Many biological and industrial operations involve complex fluids and their fragmentation. Non-Newtonian fluids have physical and worthy applications in coating flows, extrusion processes, mold filling and many others. The Eyring-Powell (EP) fluid model [12] fits to a notable class of non-linear fluid. The model is dominant to the other nonlinear models as it can depreciate to visco-fluids for immense and limited shear rates. It is viable in modeling pseudo-plastic attribute over different shear rates. Considering the importance of [12], Hayat et al. [13] analyzed the steady flow of [12]. The peristaltic flow of EP nanofluid was investigated by Akbar and Nadeem [14]. Boundary layer flow of [12] was examined numerically by Jalil et al. [15]. Malik et al. [16] also investigated the fluid flow characterized due to [12]. Mixed convected flow of [12] along a rotating cone was presented by Nadeem and Saleem [17]. The role of hybrid EP fluid [18] is observed for peristaltic transport. Hayat et al. [19] presented results for the axisymmetric radial flow of [12] over an impermeable stretching surface and the heat transfer process was analyzed through convective boundary conditions. Recently, Ibrahim [20] proposed the numerical solution for the rotating EP fluid flow in three dimensions with theory [3].

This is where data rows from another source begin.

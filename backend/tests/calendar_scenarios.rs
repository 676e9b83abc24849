use chrono::{NaiveDate, Weekday};
use korvo_backend::domain::date_utils::format_week_range;
use korvo_backend::domain::TimeSlot;
use korvo_backend::initialize_backend;
use korvo_shared::{
    AppointmentType, CalendarConfig, CalendarView, CreateAppointmentRequest, MonthCell, ViewMode,
};

fn date(y: i32, m: u32, d: u32) -> NaiveDate {
    NaiveDate::from_ymd_opt(y, m, d).unwrap()
}

fn slot(label: &str) -> TimeSlot {
    TimeSlot::parse(label).unwrap()
}

#[test]
fn june_2024_group_session_lands_in_both_layouts() {
    let state = initialize_backend(CalendarConfig::default()).unwrap();
    let appointments = state.appointment_service.list_appointments().unwrap();
    let today = date(2024, 6, 20);

    let week = state
        .calendar_service
        .render_week(date(2024, 6, 28), &appointments, &state.availability, today);
    assert_eq!(week.title, "24 - 30 June 2024");
    assert_eq!(week.columns.len(), 7);
    assert_eq!(week.rows.len(), 47);
    let cell = week.cell(date(2024, 6, 28), "20:00").unwrap();
    assert_eq!(cell.appointments.len(), 1);
    assert_eq!(cell.appointments[0].title, "Group Therapy Session");
    assert_eq!(cell.appointments[0].appointment_type, AppointmentType::Group);
    assert!(week.cell(date(2024, 6, 28), "20:30").unwrap().appointments.is_empty());

    let month = state.calendar_service.render_month(date(2024, 6, 28), &appointments, today);
    assert_eq!(month.title, "June 2024");
    // June 1st 2024 is a Saturday: five padding cells in a Monday-first grid
    assert!(month.cells[..5].iter().all(|c| matches!(c, MonthCell::Padding)));
    let june_28 = month.cells.iter().find(|c| c.date() == Some(date(2024, 6, 28))).unwrap();
    assert_eq!(june_28.appointments().len(), 1);
}

#[test]
fn navigation_drives_rendered_week() {
    let mut state = initialize_backend(CalendarConfig::default()).unwrap();
    state.navigator.jump_to(date(2024, 6, 28));

    state.navigator.navigate(1);
    assert_eq!(state.navigator.cursor(), date(2024, 7, 5));
    match state.render_calendar().unwrap() {
        CalendarView::Week(week) => {
            assert_eq!(week.title, format_week_range(date(2024, 7, 5)));
            let cell = week.cell(date(2024, 7, 2), "18:00").unwrap();
            assert_eq!(cell.appointments[0].title, "Couples Counseling");
        }
        other => panic!("expected week view, got {:?}", other),
    }

    state.navigator.set_view_mode(ViewMode::Month);
    state.navigator.jump_to(date(2024, 1, 31));
    assert_eq!(state.navigator.navigate(1), date(2024, 2, 29));
    assert_eq!(state.navigator.navigate(-1), date(2024, 1, 29));
}

#[test]
fn availability_override_reaches_week_cells() {
    let mut state = initialize_backend(CalendarConfig::default()).unwrap();
    state.navigator.jump_to(date(2024, 6, 24));

    assert!(state.availability.toggle(Weekday::Mon, slot("09:00")));
    let week = match state.render_calendar().unwrap() {
        CalendarView::Week(week) => week,
        other => panic!("expected week view, got {:?}", other),
    };
    assert!(week.cell(date(2024, 6, 24), "09:00").unwrap().available);
    assert!(!week.cell(date(2024, 6, 25), "09:00").unwrap().available);

    state.availability.set_always_available(true);
    assert!(!state.availability.toggle(Weekday::Mon, slot("09:00")));
    let week = match state.render_calendar().unwrap() {
        CalendarView::Week(week) => week,
        other => panic!("expected week view, got {:?}", other),
    };
    assert!(week.rows.iter().all(|row| row.cells.iter().all(|cell| cell.available)));

    state.availability.set_always_available(false);
    assert!(state.availability.is_selected(Weekday::Mon, slot("09:00")));
    assert_eq!(state.availability.len(), 1);
}

#[test]
fn conflicting_booking_is_rejected_by_default() {
    let state = initialize_backend(CalendarConfig::default()).unwrap();

    let request = CreateAppointmentRequest {
        title: "Overlapping Intake".to_string(),
        date: "2024-06-28".to_string(),
        time: "21:00".to_string(),
        duration: 30,
        appointment_type: AppointmentType::OneToOne,
        status: None,
    };
    assert!(state.appointment_service.create_appointment(request.clone()).is_err());

    let free = CreateAppointmentRequest { time: "21:30".to_string(), ..request };
    let created = state.appointment_service.create_appointment(free).unwrap();
    assert_eq!(created.time, "21:30");
}
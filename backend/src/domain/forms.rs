//! Schema-driven form state.
//!
//! Create/edit dialogs for services, events and clients share one reducer.
//! Each form is described by a [`FormSchema`]; conditional fields carry a
//! [`Visibility`] rule instead of ad-hoc booleans, and hidden fields are neither
//! validated nor submitted.

use std::collections::BTreeMap;

use thiserror::Error;
use tracing::{debug, info};

use super::date_utils::parse_iso_date;
use super::time_slots::TimeSlot;

#[derive(Debug, Clone, PartialEq)]
pub enum FieldKind {
    Text,
    TextArea,
    Email,
    Number,
    Date,
    Time,
    Select(Vec<String>),
    Checkbox,
}

/// When a field is part of the form
#[derive(Debug, Clone, PartialEq)]
pub enum Visibility {
    Always,
    /// Shown only while another field holds one of the listed values
    WhenOneOf { field: String, values: Vec<String> },
}

#[derive(Debug, Clone, PartialEq)]
pub struct FieldSchema {
    pub name: String,
    pub label: String,
    pub kind: FieldKind,
    pub required: bool,
    pub max_length: Option<usize>,
    pub default_value: String,
    pub visibility: Visibility,
}

impl FieldSchema {
    pub fn new(name: &str, label: &str, kind: FieldKind) -> Self {
        Self {
            name: name.to_string(),
            label: label.to_string(),
            kind,
            required: false,
            max_length: None,
            default_value: String::new(),
            visibility: Visibility::Always,
        }
    }

    pub fn required(mut self) -> Self {
        self.required = true;
        self
    }

    pub fn max_length(mut self, max: usize) -> Self {
        self.max_length = Some(max);
        self
    }

    pub fn default_value(mut self, value: &str) -> Self {
        self.default_value = value.to_string();
        self
    }

    pub fn visible_when(mut self, field: &str, values: &[&str]) -> Self {
        self.visibility = Visibility::WhenOneOf {
            field: field.to_string(),
            values: values.iter().map(|v| v.to_string()).collect(),
        };
        self
    }

    fn validate(&self, raw: &str) -> Result<(), FieldError> {
        let value = raw.trim();
        if value.is_empty() {
            return if self.required { Err(FieldError::Required) } else { Ok(()) };
        }

        if let Some(max) = self.max_length {
            let len = value.chars().count();
            if len > max {
                return Err(FieldError::TooLong { max, actual: len });
            }
        }

        match &self.kind {
            FieldKind::Text | FieldKind::TextArea => Ok(()),
            FieldKind::Email => is_valid_email(value).then_some(()).ok_or(FieldError::InvalidEmail),
            FieldKind::Number => value
                .parse::<f64>()
                .ok()
                .filter(|n| n.is_finite() && *n >= 0.0)
                .map(|_| ())
                .ok_or(FieldError::InvalidNumber),
            FieldKind::Date => parse_iso_date(value).map(|_| ()).ok_or(FieldError::InvalidDate),
            FieldKind::Time => TimeSlot::parse(value).map(|_| ()).map_err(|_| FieldError::InvalidTime),
            FieldKind::Select(options) => {
                if options.iter().any(|option| option == value) {
                    Ok(())
                } else {
                    Err(FieldError::NotAnOption(value.to_string()))
                }
            }
            FieldKind::Checkbox => match value {
                "true" | "false" => Ok(()),
                _ => Err(FieldError::NotAnOption(value.to_string())),
            },
        }
    }
}

/// Minimal shape check: one `@` with a non-empty local part and a dotted domain
pub fn is_valid_email(value: &str) -> bool {
    match value.split_once('@') {
        Some((local, domain)) => {
            !local.is_empty()
                && !domain.contains('@')
                && domain.split('.').count() >= 2
                && domain.split('.').all(|part| !part.is_empty())
        }
        None => false,
    }
}

#[derive(Debug, Clone, PartialEq, Eq, Error)]
pub enum FieldError {
    #[error("This field is required")]
    Required,
    #[error("Must be at most {max} characters (got {actual})")]
    TooLong { max: usize, actual: usize },
    #[error("Enter a valid e-mail address")]
    InvalidEmail,
    #[error("Enter a valid non-negative number")]
    InvalidNumber,
    #[error("Enter a date as YYYY-MM-DD")]
    InvalidDate,
    #[error("Pick a half-hour time between 07:00 and 06:00")]
    InvalidTime,
    #[error("'{0}' is not one of the offered options")]
    NotAnOption(String),
}

#[derive(Debug, Clone, PartialEq, Eq, Error)]
pub enum FormError {
    #[error("Form '{form}' has no field named '{field}'")]
    UnknownField { form: String, field: String },
}

#[derive(Debug, Clone, PartialEq)]
pub struct FormSchema {
    pub name: String,
    pub fields: Vec<FieldSchema>,
}

impl FormSchema {
    pub fn new(name: &str, fields: Vec<FieldSchema>) -> Self {
        Self {
            name: name.to_string(),
            fields,
        }
    }

    pub fn field(&self, name: &str) -> Option<&FieldSchema> {
        self.fields.iter().find(|field| field.name == name)
    }

    fn is_visible(&self, field: &FieldSchema, values: &BTreeMap<String, String>) -> bool {
        match &field.visibility {
            Visibility::Always => true,
            Visibility::WhenOneOf { field: other, values: allowed } => values
                .get(other)
                .map(|current| allowed.iter().any(|value| value == current.trim()))
                .unwrap_or(false),
        }
    }
}

/// User input driving a form
#[derive(Debug, Clone, PartialEq)]
pub enum FormAction {
    Set { field: String, value: String },
    Clear(String),
    Reset,
    Submit,
}

impl FormAction {
    pub fn set(field: &str, value: &str) -> Self {
        FormAction::Set {
            field: field.to_string(),
            value: value.to_string(),
        }
    }
}

/// Trimmed values of the fields that were visible at submit time
#[derive(Debug, Clone, Default, PartialEq)]
pub struct FormSubmission {
    pub values: BTreeMap<String, String>,
}

impl FormSubmission {
    pub fn get(&self, field: &str) -> Option<&str> {
        self.values.get(field).map(String::as_str)
    }

    /// Value of a field, `None` when it is missing or blank
    pub fn non_empty(&self, field: &str) -> Option<&str> {
        self.get(field).filter(|value| !value.is_empty())
    }
}

#[derive(Debug, Clone, PartialEq)]
pub enum FormOutcome {
    Updated,
    Invalid(BTreeMap<String, FieldError>),
    Submitted(FormSubmission),
}

#[derive(Debug, Clone, PartialEq)]
pub struct FormState {
    values: BTreeMap<String, String>,
    errors: BTreeMap<String, FieldError>,
}

impl FormState {
    pub fn new(schema: &FormSchema) -> Self {
        Self {
            values: schema
                .fields
                .iter()
                .map(|field| (field.name.clone(), field.default_value.clone()))
                .collect(),
            errors: BTreeMap::new(),
        }
    }

    pub fn value(&self, field: &str) -> Option<&str> {
        self.values.get(field).map(String::as_str)
    }

    pub fn errors(&self) -> &BTreeMap<String, FieldError> {
        &self.errors
    }

    /// Names of the fields the form currently shows, in schema order
    pub fn visible_fields<'s>(&self, schema: &'s FormSchema) -> Vec<&'s FieldSchema> {
        schema
            .fields
            .iter()
            .filter(|field| schema.is_visible(field, &self.values))
            .collect()
    }

    pub fn apply(&mut self, schema: &FormSchema, action: FormAction) -> Result<FormOutcome, FormError> {
        match action {
            FormAction::Set { field, value } => {
                ensure_field(schema, &field)?;
                self.errors.remove(&field);
                self.values.insert(field, value);
                Ok(FormOutcome::Updated)
            }
            FormAction::Clear(field) => {
                ensure_field(schema, &field)?;
                self.errors.remove(&field);
                self.values.insert(field, String::new());
                Ok(FormOutcome::Updated)
            }
            FormAction::Reset => {
                *self = FormState::new(schema);
                debug!("Reset form '{}'", schema.name);
                Ok(FormOutcome::Updated)
            }
            FormAction::Submit => Ok(self.submit(schema)),
        }
    }

    fn submit(&mut self, schema: &FormSchema) -> FormOutcome {
        let visible = self.visible_fields(schema);

        let errors: BTreeMap<String, FieldError> = visible
            .iter()
            .filter_map(|field| {
                let raw = self.values.get(&field.name).map(String::as_str).unwrap_or("");
                field.validate(raw).err().map(|error| (field.name.clone(), error))
            })
            .collect();

        if !errors.is_empty() {
            info!("Form '{}' rejected with {} error(s)", schema.name, errors.len());
            self.errors = errors.clone();
            return FormOutcome::Invalid(errors);
        }

        let values = visible
            .iter()
            .map(|field| {
                let value = self.values.get(&field.name).map(|v| v.trim().to_string()).unwrap_or_default();
                (field.name.clone(), value)
            })
            .collect();

        self.errors.clear();
        info!("Form '{}' submitted", schema.name);
        FormOutcome::Submitted(FormSubmission { values })
    }
}

fn ensure_field(schema: &FormSchema, field: &str) -> Result<(), FormError> {
    match schema.field(field) {
        Some(_) => Ok(()),
        None => Err(FormError::UnknownField {
            form: schema.name.clone(),
            field: field.to_string(),
        }),
    }
}

const CHANNELS: [&str; 3] = ["online", "offline", "hybrid"];

/// Event create/edit dialog. Platform and link apply to online and hybrid
/// events, the venue to offline and hybrid ones.
pub fn event_form_schema() -> FormSchema {
    FormSchema::new(
        "event",
        vec![
            FieldSchema::new("title", "Event title", FieldKind::Text).required().max_length(120),
            FieldSchema::new("description", "Description", FieldKind::TextArea).max_length(2000),
            FieldSchema::new(
                "channel",
                "Channel",
                FieldKind::Select(CHANNELS.iter().map(|c| c.to_string()).collect()),
            )
            .required()
            .default_value("online"),
            FieldSchema::new(
                "platform",
                "Platform",
                FieldKind::Select(
                    ["zoom", "google-meet", "teams", "other"].iter().map(|p| p.to_string()).collect(),
                ),
            )
            .required()
            .visible_when("channel", &["online", "hybrid"]),
            FieldSchema::new("meeting_link", "Meeting link", FieldKind::Text)
                .max_length(500)
                .visible_when("channel", &["online", "hybrid"]),
            FieldSchema::new("location", "Location", FieldKind::Text)
                .required()
                .max_length(250)
                .visible_when("channel", &["offline", "hybrid"]),
            FieldSchema::new("date", "Date", FieldKind::Date).required(),
            FieldSchema::new("time", "Start time", FieldKind::Time).required(),
            FieldSchema::new("capacity", "Capacity", FieldKind::Number).required().default_value("10"),
        ],
    )
}

/// Service create/edit dialog
pub fn service_form_schema() -> FormSchema {
    FormSchema::new(
        "service",
        vec![
            FieldSchema::new("title", "Service name", FieldKind::Text).required().max_length(120),
            FieldSchema::new("description", "Description", FieldKind::TextArea).max_length(2000),
            FieldSchema::new("price", "Price", FieldKind::Number).required(),
            FieldSchema::new("duration", "Duration (minutes)", FieldKind::Number).required().default_value("60"),
            FieldSchema::new(
                "channel",
                "Channel",
                FieldKind::Select(CHANNELS.iter().map(|c| c.to_string()).collect()),
            )
            .required()
            .default_value("online"),
            FieldSchema::new("location", "Location", FieldKind::Text)
                .required()
                .visible_when("channel", &["offline", "hybrid"]),
            FieldSchema::new("is_active", "Active", FieldKind::Checkbox).default_value("true"),
        ],
    )
}

/// Client record dialog
pub fn client_form_schema() -> FormSchema {
    FormSchema::new(
        "client",
        vec![
            FieldSchema::new("name", "Full name", FieldKind::Text).required().max_length(120),
            FieldSchema::new("email", "E-mail", FieldKind::Email).required(),
            FieldSchema::new("phone", "Phone", FieldKind::Text).max_length(32),
            FieldSchema::new("notes", "Notes", FieldKind::TextArea).max_length(2000),
        ],
    )
}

The dynamics of the flows that emerge from the conjoint interaction of fluid and magnetic fields is known as magnetohydrodynamics (MHD). The MHD study is highly motivated by its widespread application to the description of space and astrophysical plasmas, propelling liquid metals with magnets, magnetic resonance imaging for tumor diagnosis, the peristaltic activity of ureter scanned by giant magnetic resistive sensors and many more. Marsch [21] analyse the properties of MHD fluctuations in the interplanetary medium. An unsteady MHD boundary layer flow is examined numerically with viscous dissipation [22]. Maxwell nanofluid was discussed [23] with MHD effect.

Thermal radiation manifests a boundless demeanor of nature. Every material with a finite temperature emanates thermal radiation due to the motion of charged particles. Some promising applications of thermal radiation are in the field of physics and engineering disciplines such as boilers, radiative cooling, infrared sensing, and aeronautics. The heat transfer analysis with thermal radiation is significant in food processing and manufacturing industries as well. Realizing the importance of radiation Qasim et al. [24] carried out analysis of viscoelastic fluid with radiation effects. Mehmood and Fetecau [25] discussed the influence of thermal radiation on peristaltic transport of Sisko fluid. Siva and Govindarajan [26] documented the peristaltic transport under the influence of Soret effect and thermal radiation of hydromagnetic Newtonian fluid. A short time ago, Mallawi et al. [27] address the outcome of thermal radiation over a Riga plate with CC model.

Many of the modern propositions in technology are intended on making small devices. This can improve the efficiency scale and enhance the productivity. Similarly, advances are also occurring in fluid dynamics at a rapid pace known as micro fluidics and nanofluidic. Due to the enormous applications of nanofluids, many researchers have shown their interest in the studding effects of nanoparticles in non-Newtonian fluids with different physical aspects [28,29,30,31,32,33].

Above literature motivated us to target the analytical solutions of three-dimensional rotating EP fluid inclusive of MHD, radiation effects, and convective boundary conditions with [3]. Convergent series solution is devised by the optimal homotopy approach [33,34,35,36,37,38]. The impact of important parameters on velocity components, temperature, and concentration are interpreted graphically. At the same time, skin friction, Nusselt number, and Sherwood numbers are tabulated numerically.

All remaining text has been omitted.